Americans are in suspense as to the final results of the 2020 U.S. election.

Even without a clear winner, the current U.S. election exposes many angles that reflect the realities of the electoral system in the powerful northern nation. Although most polls showed Democratic candidate Joe Biden to be favored over Republican Donald Trump, no one dared to guarantee a resounding success for the liberal party.

The current leader made it clear before Tuesday, Nov. 3, that he was unwilling to leave the White House; he has reaffirmed this in recent statements, upon seeing that his opponent is overtaking him in key states in a race to decide the destiny of the presidency for the next four years.

Faced with an atypical election due to the COVID-19 pandemic — the U.S. is the country with the highest number of confirmed cases and deaths — the number of early votes and mail-in ballots cast prior to election day rose. In fact, more than 100 million voters exercised their right. However, abstention was again as much a focal point as the candidates.

With several chapters to go until “The End,” this 2020 election soap opera, with written scripts dating back centuries, exhibits a characteristic, expanded by the current president, that impacts Americans as a nation. The attitude of the citizens, which the real-estate magnate’s parrots now exacerbate, divides Americans in a society marked this year by various protests confronting problems such as racial discrimination, gender diversity, the disastrous governmental attitude toward managing the pandemic and the rejection and criminalization of Latinos. This last issue, emphasized by the plan to build the border wall, cost Trump at the Arizona polls, which was expected to be a sure Republican victory.

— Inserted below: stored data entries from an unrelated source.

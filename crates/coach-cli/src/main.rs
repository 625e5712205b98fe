use anyhow::Result;
use clap::{Parser, Subcommand};
use std::path::PathBuf;

mod commands;

#[derive(Parser)]
#[command(name = "coach")]
#[command(about = "Coach - per-problem coding practice sessions with a mentor backend", long_about = None)]
struct Cli {
    /// Path to config.toml (defaults to the platform config directory)
    #[arg(long, global = true)]
    config: Option<PathBuf>,

    #[command(subcommand)]
    command: Commands,
}

#[derive(Subcommand)]
enum Commands {
    /// List the problems of the catalog
    Problems,
    /// Open a problem and print its saved state
    Open {
        problem: String,
        /// Switch the problem to this language
        #[arg(long)]
        language: Option<String>,
    },
    /// Replace the code of a problem
    Edit {
        problem: String,
        /// New code (read from --file when omitted)
        text: Option<String>,
        #[arg(long)]
        file: Option<PathBuf>,
        #[arg(long)]
        language: Option<String>,
    },
    /// Print code and conversation of a problem
    Show { problem: String },
    /// Ask the mentor backend (analyze, hint, submit or chat)
    Ask {
        problem: String,
        action: String,
        message: Option<String>,
        /// Skill level for this request (beginner, intermediate or advanced)
        #[arg(long)]
        skill: Option<String>,
    },
    /// Reset the conversation of a problem
    ClearChat { problem: String },
    /// Reset the code of a problem to its starter template
    ClearCode { problem: String },
}

#[tokio::main]
async fn main() -> Result<()> {
    let cli = Cli::parse();
    let config = commands::load_config(cli.config.as_deref())?;
    let _log_guard = commands::logging::init(&config)?;

    match cli.command {
        Commands::Problems => commands::practice::problems(&config)?,
        Commands::Open { problem, language } => {
            commands::practice::open(&config, &problem, language).await?
        }
        Commands::Edit {
            problem,
            text,
            file,
            language,
        } => commands::practice::edit(&config, &problem, text, file, language).await?,
        Commands::Show { problem } => commands::practice::show(&config, &problem).await?,
        Commands::Ask {
            problem,
            action,
            message,
            skill,
        } => commands::practice::ask(&config, &problem, &action, message, skill).await?,
        Commands::ClearChat { problem } => commands::practice::clear_chat(&config, &problem).await?,
        Commands::ClearCode { problem } => commands::practice::clear_code(&config, &problem).await?,
    }

    Ok(())
}
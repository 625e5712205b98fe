//! File-backed persistent store.

use super::atomic_file::AtomicTextFile;
use coach_core::error::Result;
use coach_core::store::{LoadedTables, PersistentStore, decode_all};
use coach_core::tables::{TableKind, Tables};
use std::fs;
use std::path::{Path, PathBuf};

/// Stores each table as a JSON file inside one directory.
///
/// ```text
/// <dir>/
/// ├── code-by-key.json
/// ├── chat-by-problem.json
/// └── language-by-problem.json
/// ```
pub struct FileStore {
    dir: PathBuf,
}

impl FileStore {
    /// Opens (and creates if needed) a store rooted at `dir`.
    pub fn new(dir: impl AsRef<Path>) -> Result<Self> {
        let dir = dir.as_ref().to_path_buf();
        fs::create_dir_all(&dir)?;
        Ok(Self { dir })
    }

    pub fn dir(&self) -> &Path {
        &self.dir
    }

    /// Path of the file holding `kind`.
    pub fn table_path(&self, kind: TableKind) -> PathBuf {
        self.dir.join(format!("{}.json", kind.key()))
    }

    fn file(&self, kind: TableKind) -> AtomicTextFile {
        AtomicTextFile::new(self.table_path(kind))
    }
}

impl PersistentStore for FileStore {
    fn load_all(&self) -> LoadedTables {
        let loaded = decode_all(|kind| Ok(self.file(kind).load()?));
        tracing::debug!(
            "[FileStore] Loaded tables from {:?} ({} corrupted)",
            self.dir,
            loaded.corrupted.len()
        );
        loaded
    }

    fn write_table(&mut self, kind: TableKind, tables: &Tables) -> Result<()> {
        let text = tables.encode(kind)?;
        self.file(kind).save(&text)?;
        tracing::debug!("[FileStore] Wrote table '{}'", kind);
        Ok(())
    }
}
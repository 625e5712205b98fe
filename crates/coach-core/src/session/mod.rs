//! Session domain module.
//!
//! # Module Structure
//!
//! - `active`: The transient state of the displayed problem (`ActiveSession`)
//! - `controller`: Switching, debouncing and persistence (`SessionController`)
//!
//! # Usage
//!
//! ```
//! use coach_core::problem::ProblemCatalog;
//! use coach_core::session::{SessionController, SessionSettings};
//! use coach_core::store::MemoryStore;
//!
//! let mut controller =
//!     SessionController::new(MemoryStore::new(), ProblemCatalog::default(), SessionSettings::default());
//! let ticket = {
//!     controller.switch_to("two-sum").unwrap();
//!     controller.on_code_change("def solve(): pass").unwrap()
//! };
//! assert!(controller.on_debounce_elapsed(ticket));
//! ```

mod active;
mod controller;

// Re-export public API
pub use active::ActiveSession;
pub use controller::{
    DEFAULT_DEBOUNCE, DebounceTicket, SessionController, SessionPhase, SessionSettings,
};
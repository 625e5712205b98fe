//! Persistent store abstraction.
//!
//! A store keeps the serialized text of each table under its own key. Loading
//! never fails: a table that cannot be read or parsed comes back empty and is
//! reported in [`LoadedTables::corrupted`].

mod memory;

pub use memory::MemoryStore;

use crate::error::Result;
use crate::tables::{TableKind, Tables};

/// Result of hydrating all tables from a store.
#[derive(Debug, Clone, Default)]
pub struct LoadedTables {
    pub tables: Tables,
    /// Tables that were reset to empty because their stored text was unusable.
    pub corrupted: Vec<TableKind>,
}

/// Durable key-value storage for the three session tables.
pub trait PersistentStore: Send {
    /// Loads every table, resetting unreadable ones to empty.
    fn load_all(&self) -> LoadedTables;

    /// Overwrites the stored representation of `kind` with the whole table from `tables`.
    fn write_table(&mut self, kind: TableKind, tables: &Tables) -> Result<()>;
}

/// Builds [`LoadedTables`] from a per-table text reader.
///
/// `read` returns `Ok(None)` for a table that has never been written.
pub fn decode_all<F>(mut read: F) -> LoadedTables
where
    F: FnMut(TableKind) -> Result<Option<String>>,
{
    let mut loaded = LoadedTables::default();

    for kind in TableKind::ALL {
        let outcome = read(kind).and_then(|text| match text {
            Some(text) => loaded.tables.decode(kind, &text),
            None => Ok(()),
        });

        if let Err(e) = outcome {
            tracing::warn!("[Store] Table '{}' is unreadable, resetting to empty: {}", kind, e);
            loaded.tables.reset(kind);
            loaded.corrupted.push(kind);
        }
    }

    loaded
}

Specifically, three issues concerned Latino voters, a population with high rates of neglect in terms of health and finances due to the COVID-19 pandemic. Those concerns are the economy, health care and management of COVID-19.

Beyond possible litigation from Republicans or another process to delay the final result, if Biden, 77, becomes the 46th president, he will face a divided country and a Dantean job that goes beyond political parties and well-managed government.

Although major news outlets focused on the election this week, the crisis resulting from the pandemic is lurking. Surely, not many Americans knew that, on Nov. 5, the country hit another record for cases with 121,888 new positive cases, approaching 10 million total cases, while the total of U.S. fatalities already exceeds 235,000.

Also, if the electoral battle provided extra headaches for Trump before, during and after the election, there are other icebergs approaching. Accusations of tax fraud join with a new complaint by Rep. Bill Pascrell, D-N.J. who has confirmed that the U.S. Office of Special Counsel plans to open an investigation of Trump because his campaign staff used the White House as a command center and banquet hall. This would violate U.S. laws, including the Hatch Act, which limits the activity of government employees, prohibiting them from holding the majority of elected public offices, participating in political campaigns, raising funds for political candidates or considering political affiliation when hiring employees.

This is the panorama on display in a week marked with uncertainty, tensions and protests from various sectors of U.S. society in favor of one candidate or the other. For the moment, we must wait for the end of this thriller, which, in pure Hollywood style, captures the attention of many but satisfies few.